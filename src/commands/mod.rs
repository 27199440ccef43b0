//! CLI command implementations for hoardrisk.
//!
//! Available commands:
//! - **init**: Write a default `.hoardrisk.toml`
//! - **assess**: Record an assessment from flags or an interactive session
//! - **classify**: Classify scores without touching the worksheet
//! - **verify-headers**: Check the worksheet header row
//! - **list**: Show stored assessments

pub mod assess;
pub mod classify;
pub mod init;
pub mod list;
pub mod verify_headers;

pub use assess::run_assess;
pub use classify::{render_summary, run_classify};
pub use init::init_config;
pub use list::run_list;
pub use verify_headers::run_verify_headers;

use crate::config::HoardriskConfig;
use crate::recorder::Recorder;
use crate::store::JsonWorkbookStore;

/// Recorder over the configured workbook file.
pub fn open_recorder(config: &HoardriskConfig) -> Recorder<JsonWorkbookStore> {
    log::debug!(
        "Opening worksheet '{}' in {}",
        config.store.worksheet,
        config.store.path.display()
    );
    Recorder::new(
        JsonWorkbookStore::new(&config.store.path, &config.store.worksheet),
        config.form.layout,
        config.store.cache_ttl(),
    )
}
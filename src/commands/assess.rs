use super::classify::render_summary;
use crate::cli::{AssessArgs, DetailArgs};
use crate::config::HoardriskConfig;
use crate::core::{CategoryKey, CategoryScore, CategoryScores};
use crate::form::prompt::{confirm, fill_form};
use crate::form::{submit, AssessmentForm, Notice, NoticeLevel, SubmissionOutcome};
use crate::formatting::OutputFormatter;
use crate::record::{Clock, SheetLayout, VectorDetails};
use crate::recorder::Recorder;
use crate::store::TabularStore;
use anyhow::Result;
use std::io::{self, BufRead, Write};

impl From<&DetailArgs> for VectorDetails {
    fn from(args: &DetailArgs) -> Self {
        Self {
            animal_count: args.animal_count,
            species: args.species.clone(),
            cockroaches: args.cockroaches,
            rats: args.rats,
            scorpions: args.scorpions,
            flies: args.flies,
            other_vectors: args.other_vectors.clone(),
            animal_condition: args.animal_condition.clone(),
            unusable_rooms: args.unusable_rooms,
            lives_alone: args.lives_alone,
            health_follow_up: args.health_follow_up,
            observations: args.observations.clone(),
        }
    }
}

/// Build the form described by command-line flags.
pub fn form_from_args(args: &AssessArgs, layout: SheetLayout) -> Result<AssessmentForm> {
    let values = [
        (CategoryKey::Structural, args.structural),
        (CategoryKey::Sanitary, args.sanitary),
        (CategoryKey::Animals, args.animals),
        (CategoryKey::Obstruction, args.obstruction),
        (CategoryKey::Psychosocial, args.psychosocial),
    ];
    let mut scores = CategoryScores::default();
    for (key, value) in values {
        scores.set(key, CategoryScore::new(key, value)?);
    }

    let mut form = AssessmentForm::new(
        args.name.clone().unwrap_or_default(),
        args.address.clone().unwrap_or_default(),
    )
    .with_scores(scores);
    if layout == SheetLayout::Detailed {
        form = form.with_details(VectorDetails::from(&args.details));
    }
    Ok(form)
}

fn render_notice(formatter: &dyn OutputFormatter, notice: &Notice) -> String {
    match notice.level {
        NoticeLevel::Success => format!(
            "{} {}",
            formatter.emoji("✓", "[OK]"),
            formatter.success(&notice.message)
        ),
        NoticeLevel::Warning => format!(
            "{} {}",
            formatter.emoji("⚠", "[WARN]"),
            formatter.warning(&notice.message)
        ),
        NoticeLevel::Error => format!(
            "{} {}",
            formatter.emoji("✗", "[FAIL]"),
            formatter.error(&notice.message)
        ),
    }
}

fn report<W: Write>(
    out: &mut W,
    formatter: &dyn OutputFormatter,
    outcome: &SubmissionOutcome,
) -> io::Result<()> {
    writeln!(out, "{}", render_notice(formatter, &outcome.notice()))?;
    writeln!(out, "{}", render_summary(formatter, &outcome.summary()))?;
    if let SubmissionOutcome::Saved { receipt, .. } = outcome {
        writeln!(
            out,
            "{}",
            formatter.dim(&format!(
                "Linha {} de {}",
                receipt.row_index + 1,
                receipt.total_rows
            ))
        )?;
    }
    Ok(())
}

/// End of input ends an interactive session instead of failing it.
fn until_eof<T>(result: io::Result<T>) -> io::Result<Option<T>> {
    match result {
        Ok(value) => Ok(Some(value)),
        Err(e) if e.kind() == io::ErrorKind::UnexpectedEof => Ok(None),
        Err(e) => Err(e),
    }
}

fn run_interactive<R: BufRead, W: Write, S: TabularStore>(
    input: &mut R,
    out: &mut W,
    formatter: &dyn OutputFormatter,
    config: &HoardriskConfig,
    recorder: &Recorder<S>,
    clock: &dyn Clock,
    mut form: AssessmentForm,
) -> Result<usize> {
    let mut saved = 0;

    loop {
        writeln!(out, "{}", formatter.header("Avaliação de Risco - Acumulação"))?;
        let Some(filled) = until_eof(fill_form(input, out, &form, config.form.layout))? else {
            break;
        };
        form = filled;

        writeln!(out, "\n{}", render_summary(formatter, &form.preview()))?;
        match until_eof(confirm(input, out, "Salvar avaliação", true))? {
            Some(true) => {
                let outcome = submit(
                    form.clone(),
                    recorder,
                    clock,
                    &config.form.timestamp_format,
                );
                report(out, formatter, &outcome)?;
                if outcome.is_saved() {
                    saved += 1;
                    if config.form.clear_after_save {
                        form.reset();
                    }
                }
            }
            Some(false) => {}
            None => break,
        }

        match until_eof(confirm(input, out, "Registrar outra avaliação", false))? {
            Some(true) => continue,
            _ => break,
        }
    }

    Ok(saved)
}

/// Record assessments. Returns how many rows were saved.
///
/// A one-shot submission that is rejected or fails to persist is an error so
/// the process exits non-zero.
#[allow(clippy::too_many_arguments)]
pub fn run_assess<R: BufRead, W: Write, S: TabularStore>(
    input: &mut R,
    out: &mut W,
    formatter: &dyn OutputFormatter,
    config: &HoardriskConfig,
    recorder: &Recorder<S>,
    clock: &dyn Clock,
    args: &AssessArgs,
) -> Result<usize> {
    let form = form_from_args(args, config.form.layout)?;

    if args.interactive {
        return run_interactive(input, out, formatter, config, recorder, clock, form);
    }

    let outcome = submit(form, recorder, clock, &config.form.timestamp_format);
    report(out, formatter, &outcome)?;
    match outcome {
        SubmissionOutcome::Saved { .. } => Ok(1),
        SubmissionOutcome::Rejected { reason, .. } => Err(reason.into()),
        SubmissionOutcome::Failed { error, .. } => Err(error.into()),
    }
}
---+---
→ **Activity**: Retype the material in full. Keep every character as it is.

→ **Answer space**:
filename src/commands/mod.rs
repository 27199440ccef43b0
//! CLI command implementations for hoardrisk.
//!
//! Available commands:
//! - **init**: Write a default `.hoardrisk.toml`
//! - **assess**: Record an assessment from flags or an interactive session
//! - **classify**: Classify scores without touching the worksheet
//! - **verify-headers**: Check the worksheet header row
//! - **list**: Show stored assessments

pub mod assess;
pub mod classify;
pub mod init;
pub mod list;
pub mod verify_headers;

pub use assess::run_assess;
pub use classify::{render_summary, run_classify};
pub use init::init_config;
pub use list::run_list;
pub use verify_headers::run_verify_headers;

use crate::config::HoardriskConfig;
use crate::recorder::Recorder;
use crate::store::JsonWorkbookStore;

/// Recorder over the configured workbook file.
pub fn open_recorder(config: &HoardriskConfig) -> Recorder<JsonWorkbookStore> {
    log::debug!(
        "Opening worksheet '{}' in {}",
        config.store.worksheet,
        config.store.path.display()
    );
    Recorder::new(
        JsonWorkbookStore::new(&config.store.path, &config.store.worksheet),
        config.form.layout,
        config.store.cache_ttl(),
    )
}
filename src/commands/assess.rs
use super::classify::render_summary;
use crate::cli::{AssessArgs, DetailArgs};
use crate::config::HoardriskConfig;
use crate::core::{CategoryKey, CategoryScore, CategoryScores};
use crate::form::prompt::{confirm, fill_form};
use crate::form::{submit, AssessmentForm, Notice, NoticeLevel, SubmissionOutcome};
use crate::formatting::OutputFormatter;
use crate::record::{Clock, SheetLayout, VectorDetails};
use crate::recorder::Recorder;
use crate::store::TabularStore;
use anyhow::Result;
use std::io::{self, BufRead, Write};

impl From<&DetailArgs> for VectorDetails {
    fn from(args: &DetailArgs) -> Self {
        Self {
            animal_count: args.animal_count,
            species: args.species.clone(),
            cockroaches: args.cockroaches,
            rats: args.rats,
            scorpions: args.scorpions,
            flies: args.flies,
            other_vectors: args.other_vectors.clone(),
            animal_condition: args.animal_condition.clone(),
            unusable_rooms: args.unusable_rooms,
            lives_alone: args.lives_alone,
            health_follow_up: args.health_follow_up,
            observations: args.observations.clone(),
        }
    }
}

/// Build the form described by command-line flags.
pub fn form_from_args(args: &AssessArgs, layout: SheetLayout) -> Result<AssessmentForm> {
    let values = [
        (CategoryKey::Structural, args.structural),
        (CategoryKey::Sanitary, args.sanitary),
        (CategoryKey::Animals, args.animals),
        (CategoryKey::Obstruction, args.obstruction),
        (CategoryKey::Psychosocial, args.psychosocial),
    ];
    let mut scores = CategoryScores::default();
    for (key, value) in values {
        scores.set(key, CategoryScore::new(key, value)?);
    }

    let mut form = AssessmentForm::new(
        args.name.clone().unwrap_or_default(),
        args.address.clone().unwrap_or_default(),
    )
    .with_scores(scores);
    if layout == SheetLayout::Detailed {
        form = form.with_details(VectorDetails::from(&args.details));
    }
    Ok(form)
}

fn render_notice(formatter: &dyn OutputFormatter, notice: &Notice) -> String {
    match notice.level {
        NoticeLevel::Success => format!(
            "{} {}",
            formatter.emoji("✓", "[OK]"),
            formatter.success(&notice.message)
        ),
        NoticeLevel::Warning => format!(
            "{} {}",
            formatter.emoji("⚠", "[WARN]"),
            formatter.warning(&notice.message)
        ),
        NoticeLevel::Error => format!(
            "{} {}",
            formatter.emoji("✗", "[FAIL]"),
            formatter.error(&notice.message)
        ),
    }
}

fn report<W: Write>(
    out: &mut W,
    formatter: &dyn OutputFormatter,
    outcome: &SubmissionOutcome,
) -> io::Result<()> {
    writeln!(out, "{}", render_notice(formatter, &outcome.notice()))?;
    writeln!(out, "{}", render_summary(formatter, &outcome.summary()))?;
    if let SubmissionOutcome::Saved { receipt, .. } = outcome {
        writeln!(
            out,
            "{}",
            formatter.dim(&format!(
                "Linha {} de {}",
                receipt.row_index + 1,
                receipt.total_rows
            ))
        )?;
    }
    Ok(())
}

/// End of input ends an interactive session instead of failing it.
fn until_eof<T>(result: io::Result<T>) -> io::Result<Option<T>> {
    match result {
        Ok(value) => Ok(Some(value)),
        Err(e) if e.kind() == io::ErrorKind::UnexpectedEof => Ok(None),
        Err(e) => Err(e),
    }
}

fn run_interactive<R: BufRead, W: Write, S: TabularStore>(
    input: &mut R,
    out: &mut W,
    formatter: &dyn OutputFormatter,
    config: &HoardriskConfig,
    recorder: &Recorder<S>,
    clock: &dyn Clock,
    mut form: AssessmentForm,
) -> Result<usize> {
    let mut saved = 0;

    loop {
        writeln!(out, "{}", formatter.header("Avaliação de Risco - Acumulação"))?;
        let Some(filled) = until_eof(fill_form(input, out, &form, config.form.layout))? else {
            break;
        };
        form = filled;

        writeln!(out, "\n{}", render_summary(formatter, &form.preview()))?;
        match until_eof(confirm(input, out, "Salvar avaliação", true))? {
            Some(true) => {
                let outcome = submit(
                    form.clone(),
                    recorder,
                    clock,
                    &config.form.timestamp_format,
                );
                report(out, formatter, &outcome)?;
                if outcome.is_saved() {
                    saved += 1;
                    if config.form.clear_after_save {
                        form.reset();
                    }
                }
            }
            Some(false) => {}
            None => break,
        }

        match until_eof(confirm(input, out, "Registrar outra avaliação", false))? {
            Some(true) => continue,
            _ => break,
        }
    }

    Ok(saved)
}

/// Record assessments. Returns how many rows were saved.
///
/// A one-shot submission that is rejected or fails to persist is an error so
/// the process exits non-zero.
#[allow(clippy::too_many_arguments)]
pub fn run_assess<R: BufRead, W: Write, S: TabularStore>(
    input: &mut R,
    out: &mut W,
    formatter: &dyn OutputFormatter,
    config: &HoardriskConfig,
    recorder: &Recorder<S>,
    clock: &dyn Clock,
    args: &AssessArgs,
) -> Result<usize> {
    let form = form_from_args(args, config.form.layout)?;

    if args.interactive {
        return run_interactive(input, out, formatter, config, recorder, clock, form);
    }

    let outcome = submit(form, recorder, clock, &config.form.timestamp_format);
    report(out, formatter, &outcome)?;
    match outcome {
        SubmissionOutcome::Saved { .. } => Ok(1),
        SubmissionOutcome::Rejected { reason, .. } => Err(reason.into()),
        SubmissionOutcome::Failed { error, .. } => Err(error.into()),
    }
}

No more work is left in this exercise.